Ce message évoque de trouver une façon de pardonner l'agresseur, de faire la paix avec l'événement de violence, et de continuer de vivre normalement au sein de la société. C'est de renvoyer les femmes dans leur moule social, qui les incite à tenter de comprendre l'autre, le pardonner, et « le voir comme une personne plus grande que le crime qu'il a commis ».

C'est dire que le pardon est la solution, c'est de revictimiser les femmes, banaliser ce qu'elles ont vécu, les décentrer de leur sentiment d'outrage, et accorder plus d'importance à la passivité plutôt que de revendiquer tout un système qui les maintiennent dans un climat de tension potentiellement violent et dangereux quotidiennement.

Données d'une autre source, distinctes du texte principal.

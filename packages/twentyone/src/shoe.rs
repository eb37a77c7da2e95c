use crate::{Card, EngineError};
use rand::rngs::StdRng;
use rand::seq::SliceRandom;
use rand::{Rng, SeedableRng};
use serde::{Deserialize, Serialize};

/// Copies of each rank Ace through Nine at fill time.
pub const LOW_RANK_COPIES: usize = 25;
/// Copies of ten-value cards at fill time.
pub const TEN_COPIES: usize = 96;
/// Total cards in a freshly filled shoe.
pub const SHOE_SIZE: usize = 9 * LOW_RANK_COPIES + TEN_COPIES;

/// The shared card source. The composition is deliberately not a standard
/// multi-deck shoe: aces get the same count as ranks 2..9 and ten-value
/// cards are heavily overrepresented. House rules, reproduced as found.
#[derive(Debug, Clone, Serialize, Deserialize)]
pub struct Shoe {
    cards: Vec<Card>,
}

impl Shoe {
    /// A filled, shuffled shoe using the given rng.
    pub fn shuffled<R: Rng + ?Sized>(rng: &mut R) -> Self {
        let mut shoe = Self {
            cards: Vec::with_capacity(SHOE_SIZE),
        };
        shoe.fill();
        shoe.shuffle_in_place(rng);
        shoe
    }

    /// Deterministic shoe for reproducible deals.
    pub fn seeded(seed: u64) -> Self {
        let mut rng = StdRng::seed_from_u64(seed);
        Self::shuffled(&mut rng)
    }

    pub fn from_entropy() -> Self {
        Self::shuffled(&mut rand::thread_rng())
    }

    /// A shoe that yields exactly `cards`, in the listed order. Used by
    /// tests and rigged demos.
    pub fn stacked(mut cards: Vec<Card>) -> Self {
        cards.reverse();
        Self { cards }
    }

    /// Resets to the canonical composition: 25 copies of each rank
    /// Ace..Nine plus 96 ten-value cards. Order is unspecified until the
    /// next shuffle.
    pub fn fill(&mut self) {
        self.cards.clear();
        for card in Card::ALL {
            let copies = if card == Card::Ten {
                TEN_COPIES
            } else {
                LOW_RANK_COPIES
            };
            for _ in 0..copies {
                self.cards.push(card);
            }
        }
    }

    pub fn shuffle_in_place<R: Rng + ?Sized>(&mut self, rng: &mut R) {
        self.cards.shuffle(rng);
    }

    /// Removes and returns the top card.
    pub fn draw_card(&mut self) -> Result<Card, EngineError> {
        self.cards.pop().ok_or(EngineError::ShoeEmpty)
    }

    pub fn remaining(&self) -> usize {
        self.cards.len()
    }

    pub fn is_empty(&self) -> bool {
        self.cards.is_empty()
    }
}

#[cfg(test)]
mod tests {
    use super::*;

    #[test]
    fn test_filled_shoe_size() {
        let shoe = Shoe::seeded(0);
        assert_eq!(shoe.remaining(), SHOE_SIZE);
        assert_eq!(SHOE_SIZE, 321);
    }

    #[test]
    fn test_fill_composition() {
        let mut shoe = Shoe::seeded(7);
        let mut counts = [0usize; 10];
        while let Ok(card) = shoe.draw_card() {
            counts[card.value() as usize - 1] += 1;
        }
        for count in &counts[..9] {
            assert_eq!(*count, LOW_RANK_COPIES);
        }
        assert_eq!(counts[9], TEN_COPIES);
    }

    #[test]
    fn test_draw_shrinks_by_one_and_conserves_total() {
        let mut shoe = Shoe::seeded(42);
        let mut drawn = 0;
        for _ in 0..SHOE_SIZE {
            shoe.draw_card().unwrap();
            drawn += 1;
            assert_eq!(drawn + shoe.remaining(), SHOE_SIZE);
        }
        assert!(shoe.is_empty());
    }

    #[test]
    fn test_draw_from_empty_shoe_fails() {
        let mut shoe = Shoe::stacked(vec![Card::Five]);
        assert_eq!(shoe.draw_card(), Ok(Card::Five));
        assert_eq!(shoe.draw_card(), Err(EngineError::ShoeEmpty));
    }

    #[test]
    fn test_stacked_draw_order() {
        let mut shoe = Shoe::stacked(vec![Card::Ace, Card::Ten, Card::Three]);
        assert_eq!(shoe.draw_card(), Ok(Card::Ace));
        assert_eq!(shoe.draw_card(), Ok(Card::Ten));
        assert_eq!(shoe.draw_card(), Ok(Card::Three));
    }

    #[test]
    fn test_seeded_shuffle_is_deterministic() {
        let mut a = Shoe::seeded(42);
        let mut b = Shoe::seeded(42);
        for _ in 0..20 {
            assert_eq!(a.draw_card(), b.draw_card());
        }
    }
}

Selon le dictionnaire Dico-Psycho la résilience se définit par la « faculté à "rebondir", à vaincre des situations traumatiques. La résilience est la capacité pour un individu à faire face à une situation difficile ou génératrice de stress. En psychologie, le concept de résilience est introduit par Boris Cyrulnik. Cette faculté n'est pas innée, mais elle trouve ses racines dans l'enfance, et dans la relation que les parents entretiennent avec leur enfant ».

Utiliser la résilience comme stratégie à privilégier chez les victimes et survivantes d'actes criminels ne contribue pas à « (...) faire connaître les problèmes auxquels sont confrontées les victimes d'actes criminels' et "de faire connaître les services et les lois qui sont en place pour venir en aide aux victimes, aux survivants et à leurs familles ».

Au contraire, parler de résilience dans le cadre de la Semaine des victimes et survivantes d'actes criminels, c'est :

· Responsabiliser les femmes et les enfants des agressions subies en mettant l'accent sur comment elles/ils doivent s'en sortir (les bonnes victimes) ;

· Voir la violence comme une problématique individuelle plutôt qu'une problématique sociale ;

· Se décentrer du problème initial, soit la violence dirigée et exercée principalement contre les femmes et les enfants ;

· Oublier que c'est toute une société qui doit changer sa compréhension et son approche face aux violences de toutes sortes, et qu'il est primordial d'apporter des changements ENSEMBLE afin que ça cesse ;

· Continuer d'invisibiliser les agresseurs ;

· S'éloigner des objectifs premiers de cette semaine de sensibilisation.

Cette année, la Maison Unies-Vers-Femmes a souligné la Semaine des victimes et survivantes d'actes criminels d'une façon différente que celle proposée par Ottawa. Nous avons souligné les histoires des victimes, le travail réalisé auprès des femmes et des enfants qui sont victimes de violence conjugale, et ce, tout en questionnant les structures qui ne protègent pas ces individus.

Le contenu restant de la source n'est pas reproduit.